In the data, find each line where the word "PollPolicy" appears and list that line.

(Stored data entries)
----

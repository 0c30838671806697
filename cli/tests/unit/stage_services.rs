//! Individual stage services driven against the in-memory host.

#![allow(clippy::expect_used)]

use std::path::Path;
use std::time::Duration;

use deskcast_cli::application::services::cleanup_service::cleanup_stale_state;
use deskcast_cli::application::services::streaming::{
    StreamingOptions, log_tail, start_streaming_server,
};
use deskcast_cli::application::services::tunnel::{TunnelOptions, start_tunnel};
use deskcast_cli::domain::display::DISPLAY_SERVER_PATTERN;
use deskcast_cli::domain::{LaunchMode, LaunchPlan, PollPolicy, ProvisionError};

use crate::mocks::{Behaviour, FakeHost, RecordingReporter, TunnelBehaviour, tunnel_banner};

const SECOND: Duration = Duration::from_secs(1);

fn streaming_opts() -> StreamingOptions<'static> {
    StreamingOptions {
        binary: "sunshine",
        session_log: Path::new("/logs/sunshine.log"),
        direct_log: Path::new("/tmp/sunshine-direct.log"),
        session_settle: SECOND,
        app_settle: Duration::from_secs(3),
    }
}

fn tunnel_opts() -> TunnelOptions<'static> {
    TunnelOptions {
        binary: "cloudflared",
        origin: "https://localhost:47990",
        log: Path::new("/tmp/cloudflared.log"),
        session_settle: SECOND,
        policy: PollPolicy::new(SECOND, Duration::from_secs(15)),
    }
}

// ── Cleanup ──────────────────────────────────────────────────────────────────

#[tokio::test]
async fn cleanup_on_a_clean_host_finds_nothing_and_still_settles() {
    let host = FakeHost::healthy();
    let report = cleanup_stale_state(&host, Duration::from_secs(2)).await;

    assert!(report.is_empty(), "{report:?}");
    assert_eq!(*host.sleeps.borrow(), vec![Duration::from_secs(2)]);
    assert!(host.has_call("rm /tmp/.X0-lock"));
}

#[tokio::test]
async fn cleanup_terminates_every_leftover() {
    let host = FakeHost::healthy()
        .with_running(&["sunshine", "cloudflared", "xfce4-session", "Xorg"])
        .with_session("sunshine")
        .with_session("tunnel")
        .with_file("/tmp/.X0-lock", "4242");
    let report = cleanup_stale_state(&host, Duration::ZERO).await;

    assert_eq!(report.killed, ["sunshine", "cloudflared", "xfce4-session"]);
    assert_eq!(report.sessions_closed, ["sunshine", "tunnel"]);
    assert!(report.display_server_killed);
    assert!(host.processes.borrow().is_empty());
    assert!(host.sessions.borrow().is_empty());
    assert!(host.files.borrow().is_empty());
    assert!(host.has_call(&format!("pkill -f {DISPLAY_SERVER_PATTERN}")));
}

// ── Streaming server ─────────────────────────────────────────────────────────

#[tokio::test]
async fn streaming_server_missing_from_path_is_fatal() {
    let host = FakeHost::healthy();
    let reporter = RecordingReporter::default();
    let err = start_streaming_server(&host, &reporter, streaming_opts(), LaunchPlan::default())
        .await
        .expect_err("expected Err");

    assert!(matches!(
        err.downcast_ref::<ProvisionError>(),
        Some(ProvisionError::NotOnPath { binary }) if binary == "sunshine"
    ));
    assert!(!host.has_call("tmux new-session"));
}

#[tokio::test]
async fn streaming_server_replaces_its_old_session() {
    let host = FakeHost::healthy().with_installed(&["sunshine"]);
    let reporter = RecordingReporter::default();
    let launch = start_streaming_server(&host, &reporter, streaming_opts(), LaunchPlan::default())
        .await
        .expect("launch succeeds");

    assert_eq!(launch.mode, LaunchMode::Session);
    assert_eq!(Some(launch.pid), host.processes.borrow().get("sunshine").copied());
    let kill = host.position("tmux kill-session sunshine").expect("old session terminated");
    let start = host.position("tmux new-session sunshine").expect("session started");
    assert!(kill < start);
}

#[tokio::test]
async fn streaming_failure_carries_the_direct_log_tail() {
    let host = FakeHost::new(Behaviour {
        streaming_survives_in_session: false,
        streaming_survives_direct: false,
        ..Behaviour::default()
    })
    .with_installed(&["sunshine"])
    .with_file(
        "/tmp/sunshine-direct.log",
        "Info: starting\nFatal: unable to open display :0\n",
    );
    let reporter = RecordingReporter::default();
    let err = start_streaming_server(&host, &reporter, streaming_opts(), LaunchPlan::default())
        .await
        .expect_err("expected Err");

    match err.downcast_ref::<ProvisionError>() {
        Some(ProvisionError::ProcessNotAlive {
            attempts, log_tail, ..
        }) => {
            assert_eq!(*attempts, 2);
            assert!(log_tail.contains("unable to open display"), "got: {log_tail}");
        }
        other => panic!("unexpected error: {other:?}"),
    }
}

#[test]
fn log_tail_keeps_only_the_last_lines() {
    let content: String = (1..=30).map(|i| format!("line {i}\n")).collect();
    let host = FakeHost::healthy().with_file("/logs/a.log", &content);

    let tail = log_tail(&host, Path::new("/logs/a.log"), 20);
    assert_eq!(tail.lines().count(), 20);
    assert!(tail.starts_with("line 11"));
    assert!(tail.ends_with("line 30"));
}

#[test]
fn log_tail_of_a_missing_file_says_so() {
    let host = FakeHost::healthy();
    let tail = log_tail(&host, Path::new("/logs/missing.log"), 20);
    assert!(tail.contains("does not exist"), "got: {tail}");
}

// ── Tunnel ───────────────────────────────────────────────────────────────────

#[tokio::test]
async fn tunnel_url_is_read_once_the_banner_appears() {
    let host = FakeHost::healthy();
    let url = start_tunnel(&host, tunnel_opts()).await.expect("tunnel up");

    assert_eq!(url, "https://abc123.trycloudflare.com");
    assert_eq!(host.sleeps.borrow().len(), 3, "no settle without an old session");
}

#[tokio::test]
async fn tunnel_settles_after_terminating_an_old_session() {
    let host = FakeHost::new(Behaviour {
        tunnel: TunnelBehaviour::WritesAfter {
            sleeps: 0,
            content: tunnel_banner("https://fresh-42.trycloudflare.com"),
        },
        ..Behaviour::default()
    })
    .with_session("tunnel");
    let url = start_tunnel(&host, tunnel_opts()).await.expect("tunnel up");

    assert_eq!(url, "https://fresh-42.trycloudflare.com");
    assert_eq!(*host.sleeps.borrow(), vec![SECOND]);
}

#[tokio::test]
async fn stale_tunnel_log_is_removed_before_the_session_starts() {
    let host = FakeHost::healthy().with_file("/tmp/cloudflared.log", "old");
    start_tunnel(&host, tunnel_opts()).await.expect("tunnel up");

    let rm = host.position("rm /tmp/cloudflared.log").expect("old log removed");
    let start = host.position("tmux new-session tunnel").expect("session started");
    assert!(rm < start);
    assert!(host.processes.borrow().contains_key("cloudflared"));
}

----

- RESPONSE TO THE EXERCISE -
use deskcast_cli::domain::{LaunchMode, LaunchPlan, PollPolicy, ProvisionError};
        policy: PollPolicy::new(SECOND, Duration::from_secs(15)),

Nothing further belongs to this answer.